Artigo
O “trem” do Senado
O Senado, definido como o poder moderador desde o tempo do Império, acaba de produzir mais uma página que contradiz a sua essência. A criação de 97 cargos de assessor, com salários de quase R$ 10 mil mensais, é tão absurda que o próprio presidente da Casa, líderes partidários e outras figuras influentes do meio, pelo menos em público, abrem fogo contra a medida. O cargo é tão dispensável que, se quiser, o senador - que já tem seis assessores nesse nível - pode dividir a verba e contratar quatro de R$ 2,5 mil mensais. Se todos o fizerem, o “trem da alegria”, em vez de 97, levará 388 felizes passageiros embarcados sem concurso nem qualquer outra exigência. Bastará ser portador do malfadado QI (quem indica).
Assim que a decisão da mesa diretora foi anunciada, praticamente todos os senadores alcançados pelos jornalistas posicionaram-se contrários à nova gastança. A medida surgiu como a estória da criança feia que “não tem pai”, pois o autor da façanha procura esconder-se. Embora, lamentavelmente, tenham todas as condições legais para contratar, os senhores senadores devem estar cientes de que isso não contribui em nada para as atuais necessidades do país e muito menos do povo a quem têm o dever de representar.

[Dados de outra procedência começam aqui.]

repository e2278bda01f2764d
//! Inbound adapters driving the domain.

pub mod http;
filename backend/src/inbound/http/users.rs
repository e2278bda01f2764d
//! User CRUD HTTP handlers.
//!
//! ```text
//! GET    /api/users
//! GET    /api/users/{id}
//! POST   /api/users
//! PUT    /api/users/{id}
//! DELETE /api/users/{id}
//! ```

use actix_web::{HttpResponse, delete, get, post, put, web};
use serde::Deserialize;

use crate::domain::{User, UserId};
use crate::inbound::http::error::ApiResult;
use crate::inbound::http::state::HttpState;
use crate::inbound::http::validation::parse_user_payload;

/// Request payload for creating or updating a user.
#[derive(Debug, Deserialize)]
pub struct UserPayload {
    /// The user's name; required, validated server-side.
    pub name: Option<String>,
    /// The user's email address; required, validated server-side.
    pub email: Option<String>,
}

/// List all users in insertion order.
#[get("/users")]
pub async fn list_users(state: web::Data<HttpState>) -> ApiResult<web::Json<Vec<User>>> {
    Ok(web::Json(state.users.list().await))
}

/// Fetch a single user by id.
#[get("/users/{id}")]
pub async fn get_user(
    state: web::Data<HttpState>,
    path: web::Path<u64>,
) -> ApiResult<web::Json<User>> {
    let id = UserId::new(path.into_inner());
    let user = state.users.find(id).await?;
    Ok(web::Json(user))
}

/// Create a user from a validated name/email pair.
#[post("/users")]
pub async fn create_user(
    state: web::Data<HttpState>,
    payload: web::Json<UserPayload>,
) -> ApiResult<HttpResponse> {
    let UserPayload { name, email } = payload.into_inner();
    let draft = parse_user_payload(name, email)?;
    let user = state.users.create(draft).await;
    Ok(HttpResponse::Created().json(user))
}

/// Replace an existing user's name and email.
#[put("/users/{id}")]
pub async fn update_user(
    state: web::Data<HttpState>,
    path: web::Path<u64>,
    payload: web::Json<UserPayload>,
) -> ApiResult<web::Json<User>> {
    let id = UserId::new(path.into_inner());
    let UserPayload { name, email } = payload.into_inner();
    let draft = parse_user_payload(name, email)?;
    let user = state.users.update(id, draft).await?;
    Ok(web::Json(user))
}

/// Delete a user by id.
///
/// Deleting an id that no longer exists returns 404 rather than succeeding
/// silently, so repeated deletes are observable to clients.
#[delete("/users/{id}")]
pub async fn delete_user(
    state: web::Data<HttpState>,
    path: web::Path<u64>,
) -> ApiResult<HttpResponse> {
    let id = UserId::new(path.into_inner());
    state.users.delete(id).await?;
    Ok(HttpResponse::NoContent().finish())
}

Desde os tempos do Rio-maravilha, comenta-se a contumaz postura dos políticos – influentes ou não – nomearem seus parentes, cabos eleitorais e financiadores de campanha para cargos regiamente remunerados. Diz-se que o Senado, principalmente, se um dia convocar todos os seus funcionários, não disporá de espaço físico para abrigá-los e, muito menos, conseguirá provar a necessidade de tanta gente pendurada nas tetas do poder. Além dos nomeados diretamente em funções de assessoria, também existem os funcionários “de carreira”, cuja entrada, um dia, foi facilitada por seus padrinhos poderosos.
Para saírem do Rio, há mais de 40 anos, funcionários, servidores e assessores receberam vantagens funcionais e pecuniárias que tornaram atrativa a troca do maior ponto turístico do país pela então inóspita Brasília. Só que Brasília emancipou-se e as vantagens continuam inexplicavelmente agregadas à sua casta pública.
Desde os tempos imemoriais há casos de assessores ou assimilados que recebem mas não trabalham, do nepotismo e do favorecimento. Tudo pago pela violenta carga de impostos cobrada da população. O escândalo de hoje parte do Senado, mas ocorre o mesmo na Câmara dos Deputados e em toda a estrutura do Governo.
O melhor que os senadores fariam é desistir da contratação dos 97 (ou 388) novos assessores. Poderiam ainda usar seu poder político para promover as reformas admnistrativa e tributária e livrar o povo de pelo menos uma parte do pesado fardo em que se transformou a máquina pública.